### Work instruction
Across the records that follow, how many lines contain the string "when"? Answer with the number only.

### Record excerpts
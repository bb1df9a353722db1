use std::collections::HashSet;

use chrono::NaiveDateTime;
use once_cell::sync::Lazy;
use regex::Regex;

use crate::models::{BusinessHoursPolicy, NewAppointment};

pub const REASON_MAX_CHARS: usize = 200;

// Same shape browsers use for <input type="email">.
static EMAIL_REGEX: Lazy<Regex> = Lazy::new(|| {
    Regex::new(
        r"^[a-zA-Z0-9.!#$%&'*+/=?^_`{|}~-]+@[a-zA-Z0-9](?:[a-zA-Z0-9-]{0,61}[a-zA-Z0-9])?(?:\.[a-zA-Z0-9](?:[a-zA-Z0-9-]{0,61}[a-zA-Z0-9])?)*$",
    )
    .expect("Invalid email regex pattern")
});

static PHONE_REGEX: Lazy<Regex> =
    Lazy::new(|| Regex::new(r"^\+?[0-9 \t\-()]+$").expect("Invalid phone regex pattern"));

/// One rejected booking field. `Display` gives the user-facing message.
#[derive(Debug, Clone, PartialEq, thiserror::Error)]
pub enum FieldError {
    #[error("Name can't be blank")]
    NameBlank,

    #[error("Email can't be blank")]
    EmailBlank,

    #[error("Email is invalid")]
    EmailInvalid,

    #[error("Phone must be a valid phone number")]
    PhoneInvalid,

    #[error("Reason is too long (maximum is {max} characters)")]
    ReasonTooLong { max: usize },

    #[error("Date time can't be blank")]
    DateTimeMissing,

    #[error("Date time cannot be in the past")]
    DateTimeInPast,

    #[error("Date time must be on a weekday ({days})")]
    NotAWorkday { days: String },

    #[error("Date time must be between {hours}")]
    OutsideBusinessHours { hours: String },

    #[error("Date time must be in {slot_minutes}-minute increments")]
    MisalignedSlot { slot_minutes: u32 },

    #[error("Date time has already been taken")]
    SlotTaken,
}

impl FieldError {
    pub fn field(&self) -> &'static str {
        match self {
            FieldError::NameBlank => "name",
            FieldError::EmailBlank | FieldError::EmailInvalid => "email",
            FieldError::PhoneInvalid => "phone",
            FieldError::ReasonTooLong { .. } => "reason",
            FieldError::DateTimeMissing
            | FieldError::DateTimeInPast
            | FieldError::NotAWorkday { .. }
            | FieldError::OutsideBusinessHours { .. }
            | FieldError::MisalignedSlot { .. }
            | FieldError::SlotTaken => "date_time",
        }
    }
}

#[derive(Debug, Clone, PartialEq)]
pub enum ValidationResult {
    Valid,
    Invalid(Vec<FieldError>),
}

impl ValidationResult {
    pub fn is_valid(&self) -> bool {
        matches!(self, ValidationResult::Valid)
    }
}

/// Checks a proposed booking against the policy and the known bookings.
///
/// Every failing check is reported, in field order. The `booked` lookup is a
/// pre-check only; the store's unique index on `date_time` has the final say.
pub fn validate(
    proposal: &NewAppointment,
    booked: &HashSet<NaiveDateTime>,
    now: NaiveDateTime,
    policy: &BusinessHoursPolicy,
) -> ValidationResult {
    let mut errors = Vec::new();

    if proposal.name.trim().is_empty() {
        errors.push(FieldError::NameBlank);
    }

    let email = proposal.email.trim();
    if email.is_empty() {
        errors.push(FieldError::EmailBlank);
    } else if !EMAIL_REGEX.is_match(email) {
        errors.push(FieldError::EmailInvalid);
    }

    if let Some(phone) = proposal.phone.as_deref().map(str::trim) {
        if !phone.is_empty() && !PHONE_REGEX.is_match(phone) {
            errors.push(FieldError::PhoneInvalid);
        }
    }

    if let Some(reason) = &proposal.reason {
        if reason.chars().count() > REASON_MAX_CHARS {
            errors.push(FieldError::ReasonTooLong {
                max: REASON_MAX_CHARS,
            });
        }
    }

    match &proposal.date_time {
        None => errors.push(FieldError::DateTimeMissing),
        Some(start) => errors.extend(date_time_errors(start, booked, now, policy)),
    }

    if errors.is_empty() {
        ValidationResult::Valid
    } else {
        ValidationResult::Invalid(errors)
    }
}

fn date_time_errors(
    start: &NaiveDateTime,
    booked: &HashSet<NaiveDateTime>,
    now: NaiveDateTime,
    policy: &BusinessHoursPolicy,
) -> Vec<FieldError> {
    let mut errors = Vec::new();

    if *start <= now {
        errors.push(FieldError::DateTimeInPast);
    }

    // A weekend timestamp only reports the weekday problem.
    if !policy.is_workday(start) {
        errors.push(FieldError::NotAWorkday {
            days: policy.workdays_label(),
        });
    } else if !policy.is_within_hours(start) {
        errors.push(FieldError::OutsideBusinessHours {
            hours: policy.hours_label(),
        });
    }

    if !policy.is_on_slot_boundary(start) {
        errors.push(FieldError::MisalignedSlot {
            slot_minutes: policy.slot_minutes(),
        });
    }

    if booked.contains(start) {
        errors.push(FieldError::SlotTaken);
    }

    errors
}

==

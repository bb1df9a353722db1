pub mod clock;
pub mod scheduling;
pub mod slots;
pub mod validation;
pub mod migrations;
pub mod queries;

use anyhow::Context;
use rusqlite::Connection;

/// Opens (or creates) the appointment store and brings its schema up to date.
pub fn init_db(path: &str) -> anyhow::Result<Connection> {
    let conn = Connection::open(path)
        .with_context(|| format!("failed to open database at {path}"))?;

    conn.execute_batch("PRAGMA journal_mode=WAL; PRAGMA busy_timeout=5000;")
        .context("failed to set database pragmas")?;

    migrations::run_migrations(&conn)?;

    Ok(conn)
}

---

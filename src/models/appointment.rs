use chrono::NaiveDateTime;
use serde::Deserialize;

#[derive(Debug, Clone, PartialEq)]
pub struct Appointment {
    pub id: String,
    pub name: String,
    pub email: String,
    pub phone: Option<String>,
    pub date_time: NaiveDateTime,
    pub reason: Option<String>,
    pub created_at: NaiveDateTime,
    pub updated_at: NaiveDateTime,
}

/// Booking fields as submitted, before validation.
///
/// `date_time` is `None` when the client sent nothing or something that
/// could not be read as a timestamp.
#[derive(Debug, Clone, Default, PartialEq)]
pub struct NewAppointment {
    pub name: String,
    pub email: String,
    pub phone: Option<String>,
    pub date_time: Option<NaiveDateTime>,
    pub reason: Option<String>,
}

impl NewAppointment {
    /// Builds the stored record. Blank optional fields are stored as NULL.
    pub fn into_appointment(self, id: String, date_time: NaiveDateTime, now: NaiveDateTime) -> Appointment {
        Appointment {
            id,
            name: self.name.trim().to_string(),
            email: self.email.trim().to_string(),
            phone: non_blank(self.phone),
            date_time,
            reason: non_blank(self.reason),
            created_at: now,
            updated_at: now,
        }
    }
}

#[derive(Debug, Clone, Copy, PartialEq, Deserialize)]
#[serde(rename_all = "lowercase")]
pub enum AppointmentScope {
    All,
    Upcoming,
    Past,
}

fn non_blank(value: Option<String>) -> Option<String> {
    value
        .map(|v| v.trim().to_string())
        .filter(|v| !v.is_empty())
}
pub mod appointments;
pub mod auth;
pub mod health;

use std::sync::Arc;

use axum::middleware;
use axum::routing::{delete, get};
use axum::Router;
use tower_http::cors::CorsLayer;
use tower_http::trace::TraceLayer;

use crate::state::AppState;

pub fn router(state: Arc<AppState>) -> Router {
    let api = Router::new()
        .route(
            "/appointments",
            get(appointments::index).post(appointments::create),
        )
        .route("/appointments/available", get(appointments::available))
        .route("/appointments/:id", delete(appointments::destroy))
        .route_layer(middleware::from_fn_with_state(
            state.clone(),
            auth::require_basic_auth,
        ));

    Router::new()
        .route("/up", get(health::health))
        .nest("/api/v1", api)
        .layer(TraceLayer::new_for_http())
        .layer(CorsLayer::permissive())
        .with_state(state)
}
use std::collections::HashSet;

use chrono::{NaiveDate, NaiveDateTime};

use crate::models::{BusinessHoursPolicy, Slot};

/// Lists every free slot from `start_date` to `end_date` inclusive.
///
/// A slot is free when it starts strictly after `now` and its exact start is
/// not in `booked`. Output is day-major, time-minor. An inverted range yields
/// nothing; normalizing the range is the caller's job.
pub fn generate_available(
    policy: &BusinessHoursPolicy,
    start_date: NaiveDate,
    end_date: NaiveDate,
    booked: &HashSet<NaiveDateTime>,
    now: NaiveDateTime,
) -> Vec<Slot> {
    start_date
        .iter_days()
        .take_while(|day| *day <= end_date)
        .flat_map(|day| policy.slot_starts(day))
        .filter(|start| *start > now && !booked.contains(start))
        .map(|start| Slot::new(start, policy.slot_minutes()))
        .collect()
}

### Result of the exercise
2